圧巻の『ミタ』意外にもトップ10落ちの『マルモ』......2011年テレビドラマ総決算!

日刊サイゾー / 2012年1月2日 8時0分

 「連ドラを見る」という行為が昔より難しく感じるのは気のせいだろうか。作品ごとのスタート日がてんでバラバラな上、初回のみ15分拡大であったり、最終回は2時間スペシャルであったり、全6回であったり全12回であったり、クールをまたぐ変則的な放送であったり......あ~もうっ! 昔からこんな感じだったっけ?

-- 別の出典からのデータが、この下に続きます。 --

use std::sync::Arc;

use futures::StreamExt as _;
use tokio::sync::{oneshot, watch};
use tracing::{Instrument as _, debug, debug_span};

use crate::coordinator::{DualOutcome, DualStreamCoordinator, DualStreamHandler};
use crate::errors::{SessionFailure, StreamError};
use crate::frame::FrameParser;
use crate::reconciler::{SingleOutcome, SingleStreamHandler, SingleStreamReconciler};
use crate::stream::StreamEvent;
use crate::transport::{Transport, TransportRequest, line_stream};

/// Handle used to abandon a running session.
#[derive(Clone, Debug)]
pub struct AbortHandle {
    tx: watch::Sender<bool>,
}

impl AbortHandle {
    pub(crate) fn new() -> (Self, watch::Receiver<bool>) {
        let (tx, rx) = watch::channel(false);
        (Self { tx }, rx)
    }

    /// Requests cancellation.
    ///
    /// The session stops at its next suspension point and closes the
    /// connection. No handler callback fires once the session has observed
    /// the request; the outcome is then `Cancelled` with the text delivered
    /// so far.
    pub fn abort(&self) {
        self.tx.send_replace(true);
    }

    pub fn is_aborted(&self) -> bool {
        *self.tx.borrow()
    }
}

/// A spawned session. Dropping it aborts the session; use
/// [`detach`](Self::detach) to let it run to its natural end instead.
pub struct SessionHandle<O> {
    session_id: uuid::Uuid,
    abort_handle: AbortHandle,
    outcome_rx: oneshot::Receiver<O>,
    abort_on_drop: bool,
}

impl<O> SessionHandle<O> {
    pub(crate) fn new(
        session_id: uuid::Uuid,
        abort_handle: AbortHandle,
        outcome_rx: oneshot::Receiver<O>,
    ) -> Self {
        Self {
            session_id,
            abort_handle,
            outcome_rx,
            abort_on_drop: true,
        }
    }

    pub fn session_id(&self) -> uuid::Uuid {
        self.session_id
    }

    /// Returns a handle that can cancel the session from elsewhere.
    pub fn abort_handle(&self) -> AbortHandle {
        self.abort_handle.clone()
    }

    pub fn abort(&self) {
        self.abort_handle.abort();
    }

    /// Lets the session keep running without a handle. Its outcome is
    /// discarded; handler callbacks still fire.
    ///
    /// Must be called from within a Tokio runtime.
    pub fn detach(mut self) {
        self.abort_on_drop = false;
        // A closed abort channel stops the session, so keep one sender
        // alive until the session drops its receiver.
        let abort = self.abort_handle.clone();
        tokio::spawn(async move { abort.tx.closed().await });
    }

    /// Waits for the session to end and returns its outcome.
    pub async fn finish(mut self) -> Result<O, StreamError> {
        match (&mut self.outcome_rx).await {
            Ok(outcome) => Ok(outcome),
            Err(_) if self.abort_handle.is_aborted() => Err(StreamError::Cancelled),
            Err(_) => Err(StreamError::protocol_msg(format!(
                "session task ended without outcome (session={})",
                self.session_id
            ))),
        }
    }
}

impl<O> Drop for SessionHandle<O> {
    fn drop(&mut self) {
        if self.abort_on_drop {
            self.abort_handle.abort();
        }
    }
}

/// Reconciliation state plus the caller's handler for one session.
pub(crate) trait SessionDriver: Send + 'static {
    type Outcome: Send + 'static;

    fn start(&mut self) {}
    /// Returns `true` once the session is terminal.
    fn handle(&mut self, event: StreamEvent) -> bool;
    fn finish(&mut self);
    fn fail(&mut self, failure: SessionFailure);
    fn into_outcome(self) -> Self::Outcome;
}

pub(crate) struct SingleDriver<H> {
    pub(crate) reconciler: SingleStreamReconciler,
    pub(crate) handler: H,
}

impl<H> SessionDriver for SingleDriver<H>
where
    H: SingleStreamHandler + 'static,
{
    type Outcome = SingleOutcome;

    fn handle(&mut self, event: StreamEvent) -> bool {
        self.reconciler.handle(event, &mut self.handler)
    }

    fn finish(&mut self) {
        self.reconciler.finish(&mut self.handler);
    }

    fn fail(&mut self, failure: SessionFailure) {
        self.reconciler.fail(failure, &mut self.handler);
    }

    fn into_outcome(self) -> SingleOutcome {
        self.reconciler.into_outcome()
    }
}

pub(crate) struct DualDriver<H> {
    pub(crate) coordinator: DualStreamCoordinator,
    pub(crate) handler: H,
}

impl<H> SessionDriver for DualDriver<H>
where
    H: DualStreamHandler + 'static,
{
    type Outcome = DualOutcome;

    fn start(&mut self) {
        self.coordinator.start(&mut self.handler);
    }

    fn handle(&mut self, event: StreamEvent) -> bool {
        self.coordinator.handle(event, &mut self.handler)
    }

    fn finish(&mut self) {
        self.coordinator.finish(&mut self.handler);
    }

    fn fail(&mut self, failure: SessionFailure) {
        self.coordinator.fail(failure, &mut self.handler);
    }

    fn into_outcome(self) -> DualOutcome {
        self.coordinator.into_outcome()
    }
}

/// Everything a session task needs besides its driver.
pub(crate) struct SessionParts {
    pub(crate) session_id: uuid::Uuid,
    pub(crate) mode: &'static str,
    pub(crate) transport: Arc<dyn Transport>,
    pub(crate) request: TransportRequest,
    pub(crate) parser: FrameParser,
}

/// Spawns `run_session` and returns a handle to it.
pub(crate) fn spawn_session<D>(parts: SessionParts, driver: D) -> SessionHandle<D::Outcome>
where
    D: SessionDriver,
{
    let session_id = parts.session_id;
    let (abort_handle, abort_rx) = AbortHandle::new();
    let (outcome_tx, outcome_rx) = oneshot::channel();
    tokio::spawn(async move {
        let outcome = run_session(parts, driver, abort_rx).await;
        let _ = outcome_tx.send(outcome);
    });
    SessionHandle::new(session_id, abort_handle, outcome_rx)
}

/// Opens the stream and feeds it through the driver until a terminal event,
/// the end of the body, a transport failure, or an abort.
pub(crate) async fn run_session<D>(
    parts: SessionParts,
    mut driver: D,
    mut abort_rx: watch::Receiver<bool>,
) -> D::Outcome
where
    D: SessionDriver,
{
    let SessionParts {
        session_id,
        mode,
        transport,
        request,
        mut parser,
    } = parts;
    let span = debug_span!("stream_session", %session_id, mode);

    async move {
        driver.start();
        debug!(url = %request.url, "opening stream");
        let opened = tokio::select! {
            biased;
            _ = aborted(&mut abort_rx) => {
                debug!("session aborted before stream opened");
                return driver.into_outcome();
            }
            opened = transport.open(request) => opened,
        };
        let bytes = match opened {
            Ok(bytes) => bytes,
            Err(err) => {
                debug!(error = %err, "stream failed to open");
                driver.fail(SessionFailure::from(err));
                return driver.into_outcome();
            }
        };

        let mut lines = Box::pin(line_stream(bytes));
        let mut events = 0_u64;
        loop {
            let next = tokio::select! {
                biased;
                _ = aborted(&mut abort_rx) => {
                    debug!(events, "session aborted");
                    break;
                }
                next = lines.next() => next,
            };
            if abort_requested(&abort_rx) {
                debug!(events, "session aborted");
                break;
            }
            match next {
                Some(Ok(line)) => {
                    let Some(event) = parser.parse_line(&line) else {
                        continue;
                    };
                    debug!(seq = events, kind = ?event.kind(), "stream event");
                    events = events.saturating_add(1);
                    if driver.handle(event) {
                        break;
                    }
                }
                Some(Err(err)) => {
                    debug!(error = %err, events, "stream read failed");
                    driver.fail(SessionFailure::from(err));
                    break;
                }
                None => {
                    debug!(events, "stream ended");
                    driver.finish();
                    break;
                }
            }
        }
        drop(lines);
        driver.into_outcome()
    }
    .instrument(span)
    .await
}

/// Resolves once an abort was requested or every [`AbortHandle`] is gone.
async fn aborted(abort_rx: &mut watch::Receiver<bool>) {
    let _ = abort_rx.wait_for(|aborted| *aborted).await;
}

/// Whether the session should stop: abort requested or all handles dropped.
pub(crate) fn abort_requested(abort_rx: &watch::Receiver<bool>) -> bool {
    *abort_rx.borrow() || abort_rx.has_changed().is_err()
}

 まあ、「昔はよかった」とボヤいても若者に嫌われるだけなので、テレビ屋さんの都合は置いといて、2011年に放送された約80本の地上波連ドラの中から、秀作・駄作の数々をここで振り返ってみたい。

■国民の4割以上が見た『家政婦のミタ』

 2011年の代表作といえば、最終回で瞬間最高視聴率42.8%という脅威の数字を叩き出した『家政婦のミタ』(日本テレビ系)。放送前は、某ドラマを文字ったタイトルに「このセンスは、う~ん、どっちだろう」と視聴者を困惑させたが、放送が始まったとたん日本国民は、死んだ夫と息子の遺品に身を包んだ美人家政婦の虜となってしまった。更に主演の松嶋菜々子は、その上品な外見のせいか、いつまでもまとわりついていた"お嬢様女優"のイメージを拭うことにも成功。彼女にとっても二重にも三重にもおいしいお得な作品だったといえるだろう。
 また同作は、「面白いドラマを作れば視聴率は取れる」というキレイごとをストレートに実行してしまったため、後々のことを考えるとある意味、罪深い作品であるといえるかもしれない。

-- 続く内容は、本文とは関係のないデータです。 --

/// Errors returned by the client API before a streaming session is running.
///
/// Once a session has been spawned, failures are no longer returned as
/// `Err`: they are delivered through the handler's `on_error` callback and
/// recorded as a [`SessionFailure`] in the session outcome.
#[derive(Debug, Clone, PartialEq, Eq, thiserror::Error)]
pub enum StreamError {
    /// Invalid client configuration.
    #[error("config error: {0}")]
    Config(String),
    /// Invalid conversation or request options.
    #[error("validation error: {0}")]
    Validation(String),
    /// The token provider could not produce a bearer token.
    #[error("auth error: {0}")]
    Auth(String),
    /// Connection could not be opened or the backend rejected the request.
    #[error("transport error: {message}")]
    Transport {
        status: Option<u16>,
        message: String,
    },
    /// Internal protocol misuse or invariant violation.
    #[error("protocol error: {0}")]
    Protocol(String),
    /// The session was cancelled before it produced an outcome.
    #[error("cancelled")]
    Cancelled,
}

impl StreamError {
    /// Creates a transport error without an HTTP status.
    pub fn transport(message: impl Into<String>) -> Self {
        Self::Transport {
            status: None,
            message: message.into(),
        }
    }

    /// Creates a transport error for a non-success HTTP status.
    pub fn http_status(status: u16, message: impl Into<String>) -> Self {
        Self::Transport {
            status: Some(status),
            message: message.into(),
        }
    }

    pub(crate) fn protocol_msg(message: impl Into<String>) -> Self {
        Self::Protocol(message.into())
    }
}

/// Terminal failure of a running session, as delivered to `on_error`.
#[derive(Debug, Clone, PartialEq, Eq, thiserror::Error, serde::Serialize, serde::Deserialize)]
pub enum SessionFailure {
    /// Connection failed, the backend answered with a non-success status, or
    /// the body could not be read.
    #[error("transport failure: {message}")]
    Transport {
        status: Option<u16>,
        message: String,
    },
    /// The backend sent an explicit `error` frame.
    #[error("upstream failure: {message}")]
    Upstream { message: String },
    /// The stream ended without anything the session could resolve to.
    #[error("stream ended: {message}")]
    Ended { message: String },
}

impl SessionFailure {
    /// Creates an upstream failure from an `error` frame message.
    pub fn upstream(message: impl Into<String>) -> Self {
        Self::Upstream {
            message: message.into(),
        }
    }

    /// Creates a failure for a stream that ended without a usable response.
    pub fn ended(message: impl Into<String>) -> Self {
        Self::Ended {
            message: message.into(),
        }
    }

    /// Returns the message passed to the handler's `on_error`.
    pub fn message(&self) -> &str {
        match self {
            Self::Transport { message, .. }
            | Self::Upstream { message }
            | Self::Ended { message } => message,
        }
    }

    /// True when the failure came from the connection rather than the backend.
    pub fn is_transport(&self) -> bool {
        matches!(self, Self::Transport { .. })
    }
}

impl From<StreamError> for SessionFailure {
    fn from(value: StreamError) -> Self {
        match value {
            StreamError::Transport { status, message } => Self::Transport { status, message },
            other => Self::Transport {
                status: None,
                message: other.to_string(),
            },
        }
    }
}
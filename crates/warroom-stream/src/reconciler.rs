use tracing::debug;

use crate::errors::SessionFailure;
use crate::filter::ContentFilter;
use crate::stream::StreamEvent;

/// Callbacks for a single-stream session.
///
/// `on_complete` and `on_error` are mutually exclusive and fire at most once.
pub trait SingleStreamHandler: Send {
    /// Newly arrived, filtered text. Never the whole buffer.
    fn on_chunk(&mut self, delta: &str);
    fn on_complete(&mut self);
    fn on_error(&mut self, message: &str);
    fn on_web_search_start(&mut self, _query: &str) {}
    fn on_web_search_complete(&mut self) {}
}

/// Running text of one logical response.
#[derive(Clone, Debug, Default, PartialEq, Eq)]
pub struct AccumulatorState {
    buffer: String,
    is_streaming: bool,
}

impl AccumulatorState {
    pub fn streaming() -> Self {
        Self {
            buffer: String::new(),
            is_streaming: true,
        }
    }

    pub fn buffer(&self) -> &str {
        &self.buffer
    }

    pub fn is_streaming(&self) -> bool {
        self.is_streaming
    }

    pub(crate) fn append(&mut self, content: &str) {
        self.buffer.push_str(content);
    }

    pub(crate) fn stop(&mut self) {
        self.is_streaming = false;
    }
}

/// Final state of a single-stream session.
#[derive(Clone, Debug, PartialEq, Eq)]
pub enum SingleOutcome {
    /// The stream completed; `text` is everything delivered to `on_chunk`.
    Completed { text: String },
    /// The session failed; text delivered before the failure is kept.
    Failed {
        failure: SessionFailure,
        partial: String,
    },
    /// The caller aborted the session.
    Cancelled { partial: String },
}

impl SingleOutcome {
    /// Text delivered to the caller, whatever the outcome.
    pub fn text(&self) -> &str {
        match self {
            Self::Completed { text } => text,
            Self::Failed { partial, .. } | Self::Cancelled { partial } => partial,
        }
    }

    pub fn failure(&self) -> Option<&SessionFailure> {
        match self {
            Self::Failed { failure, .. } => Some(failure),
            _ => None,
        }
    }
}

#[derive(Clone, Debug, PartialEq, Eq)]
enum Phase {
    Streaming,
    Completed,
    Failed(SessionFailure),
}

/// Turns stream events into delta callbacks for one response.
#[derive(Debug)]
pub struct SingleStreamReconciler {
    filter: ContentFilter,
    state: AccumulatorState,
    emitted: String,
    phase: Phase,
}

impl SingleStreamReconciler {
    pub fn new(filter: ContentFilter) -> Self {
        Self {
            filter,
            state: AccumulatorState::streaming(),
            emitted: String::new(),
            phase: Phase::Streaming,
        }
    }

    /// Raw accumulated content, before filtering.
    pub fn buffer(&self) -> &str {
        self.state.buffer()
    }

    /// Filtered text delivered so far.
    pub fn text(&self) -> &str {
        &self.emitted
    }

    pub fn is_terminal(&self) -> bool {
        self.phase != Phase::Streaming
    }

    /// Applies one event. Returns `true` once the session is terminal; events
    /// after that are ignored.
    pub fn handle<H>(&mut self, event: StreamEvent, handler: &mut H) -> bool
    where
        H: SingleStreamHandler + ?Sized,
    {
        if self.is_terminal() {
            debug!(kind = ?event.kind(), "ignoring event after terminal state");
            return true;
        }
        match event {
            StreamEvent::Chunk { content, .. } => {
                if content.is_empty() {
                    return false;
                }
                self.state.append(&content);
                let delta = self.filter.apply(&content);
                self.emitted.push_str(&delta);
                handler.on_chunk(&delta);
            }
            StreamEvent::WebSearchStart { query } => handler.on_web_search_start(&query),
            StreamEvent::WebSearchComplete => handler.on_web_search_complete(),
            StreamEvent::Complete { .. } | StreamEvent::Terminator => self.complete(handler),
            StreamEvent::Error { message } => {
                self.fail(SessionFailure::upstream(message), handler);
            }
            StreamEvent::Step { .. } | StreamEvent::StepComplete { .. } => {
                debug!(kind = ?event.kind(), "ignoring dual-stream event in single stream");
            }
        }
        self.is_terminal()
    }

    /// Transport ended without a terminal event.
    pub fn finish<H>(&mut self, handler: &mut H)
    where
        H: SingleStreamHandler + ?Sized,
    {
        if !self.is_terminal() {
            self.complete(handler);
        }
    }

    /// Terminates the session with a failure (no-op once terminal).
    pub fn fail<H>(&mut self, failure: SessionFailure, handler: &mut H)
    where
        H: SingleStreamHandler + ?Sized,
    {
        if self.is_terminal() {
            return;
        }
        self.state.stop();
        handler.on_error(failure.message());
        self.phase = Phase::Failed(failure);
    }

    /// Final outcome; a session that never reached a terminal event counts as
    /// cancelled.
    pub fn into_outcome(self) -> SingleOutcome {
        match self.phase {
            Phase::Completed => SingleOutcome::Completed { text: self.emitted },
            Phase::Failed(failure) => SingleOutcome::Failed {
                failure,
                partial: self.emitted,
            },
            Phase::Streaming => SingleOutcome::Cancelled {
                partial: self.emitted,
            },
        }
    }

    fn complete<H>(&mut self, handler: &mut H)
    where
        H: SingleStreamHandler + ?Sized,
    {
        self.state.stop();
        self.phase = Phase::Completed;
        handler.on_complete();
    }
}
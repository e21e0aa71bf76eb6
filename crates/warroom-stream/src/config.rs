use std::time::Duration;

use crate::errors::StreamError;
use crate::filter::DEFAULT_BRAND;
use crate::message::LegTag;

const DEFAULT_TIMEOUT: Duration = Duration::from_secs(120);

/// Configuration for a [`StreamClient`](crate::StreamClient).
#[derive(Clone, Debug, PartialEq)]
pub struct ClientConfig {
    /// Backend origin, e.g. `https://api.example.com`.
    pub base_url: String,
    /// Path of the single-stream endpoint.
    pub single_path: String,
    /// Path of the dual-stream endpoint.
    pub dual_path: String,
    /// Per-request HTTP timeout.
    pub timeout: Duration,
    /// Leg that untagged dual chunks fall back to and that wins when
    /// resolving the final response.
    pub primary_leg: LegTag,
    pub secondary_leg: LegTag,
    /// Token the content filter rewrites vendor names into.
    pub brand: String,
}

impl ClientConfig {
    /// Creates a config with default paths and a provided backend URL.
    pub fn new(base_url: impl Into<String>) -> Self {
        Self {
            base_url: base_url.into(),
            single_path: "/api/chat/stream".to_string(),
            dual_path: "/api/chat/dual-stream".to_string(),
            timeout: DEFAULT_TIMEOUT,
            primary_leg: LegTag::primary(),
            secondary_leg: LegTag::secondary(),
            brand: DEFAULT_BRAND.to_string(),
        }
    }

    /// Builds a config from `WARROOM_API_URL` and optional
    /// `WARROOM_TIMEOUT_SECS`.
    pub fn from_env() -> Result<Self, StreamError> {
        Self::from_lookup(|key| std::env::var(key).ok())
    }

    pub(crate) fn from_lookup(lookup: impl Fn(&str) -> Option<String>) -> Result<Self, StreamError> {
        let base_url = lookup("WARROOM_API_URL").unwrap_or_default();
        if base_url.trim().is_empty() {
            return Err(StreamError::Config(
                "missing WARROOM_API_URL for the stream client".into(),
            ));
        }
        let mut config = Self::new(base_url.trim());
        if let Some(raw) = lookup("WARROOM_TIMEOUT_SECS").filter(|v| !v.trim().is_empty()) {
            let secs: u64 = raw.trim().parse().map_err(|_| {
                StreamError::Config(format!("invalid WARROOM_TIMEOUT_SECS value {raw:?}"))
            })?;
            config.timeout = Duration::from_secs(secs);
        }
        Ok(config)
    }

    /// Overrides the backend URL (for proxies or test servers).
    pub fn base_url(mut self, base_url: impl Into<String>) -> Self {
        self.base_url = base_url.into();
        self
    }

    pub fn single_path(mut self, path: impl Into<String>) -> Self {
        self.single_path = path.into();
        self
    }

    pub fn dual_path(mut self, path: impl Into<String>) -> Self {
        self.dual_path = path.into();
        self
    }

    /// Overrides the default HTTP timeout.
    pub fn timeout(mut self, timeout: Duration) -> Self {
        self.timeout = timeout;
        self
    }

    pub fn legs(mut self, primary: impl Into<LegTag>, secondary: impl Into<LegTag>) -> Self {
        self.primary_leg = primary.into();
        self.secondary_leg = secondary.into();
        self
    }

    pub fn brand(mut self, brand: impl Into<String>) -> Self {
        self.brand = brand.into();
        self
    }

    pub(crate) fn validate(&self) -> Result<(), StreamError> {
        let url = self.base_url.trim();
        if !(url.starts_with("http://") || url.starts_with("https://")) {
            return Err(StreamError::Config(format!(
                "base_url must start with http:// or https:// (got {url:?})"
            )));
        }
        for (name, path) in [("single_path", &self.single_path), ("dual_path", &self.dual_path)] {
            if !path.starts_with('/') {
                return Err(StreamError::Config(format!(
                    "{name} must start with '/' (got {path:?})"
                )));
            }
        }
        if self.timeout.is_zero() {
            return Err(StreamError::Config("timeout must be greater than 0".into()));
        }
        if self.primary_leg.as_str().is_empty() || self.secondary_leg.as_str().is_empty() {
            return Err(StreamError::Config("leg tags must not be empty".into()));
        }
        if self.primary_leg == self.secondary_leg {
            return Err(StreamError::Config(format!(
                "primary and secondary legs must differ (both {})",
                self.primary_leg
            )));
        }
        Ok(())
    }

    pub(crate) fn single_url(&self) -> String {
        format!("{}{}", self.base_url.trim().trim_end_matches('/'), self.single_path)
    }

    pub(crate) fn dual_url(&self) -> String {
        format!("{}{}", self.base_url.trim().trim_end_matches('/'), self.dual_path)
    }
}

 なお平均視聴率のトップ10は以下の通り(視聴率はビデオリサーチ調べ、関東地区/以下同)。

1位『家政婦のミタ』(日本テレビ系)24.8%
2位『JIN -仁-』第二期(TBS系)20.6%
3位『相棒season9』(テレビ朝日系)20.4%
4位『連続テレビ小説 カーネーション』(NHK総合、12/7までの放送分で算出)19.3%
5位『南極大陸』(TBS系)18.0%
6位『江~姫たちの戦国~』(NHK総合)17.7%
7位『連続テレビ小説 てっぱん』(NHK総合)17.2%
8位『相棒ten』(テレビ朝日系)16.2%
9位『私が恋愛できない理由』(フジテレビ系)16.0%
10位『謎解きはディナーのあとで』(フジテレビ系)15.9%

 トップ10のうち、最近まで放送されていた10月クールの作品が6作品を占めるという結果に。この時期になぜか評価の高い作品が集中。数字にも素直に表れた形となった。それと正反対なのが7月スタートの俗にいう"夏ドラマ"。一番人気の『ブルドクター』(日本テレビ系)でさえ平均視聴率13.1%と、今夏は連ドラ史上まれに見る凶作の季節であった。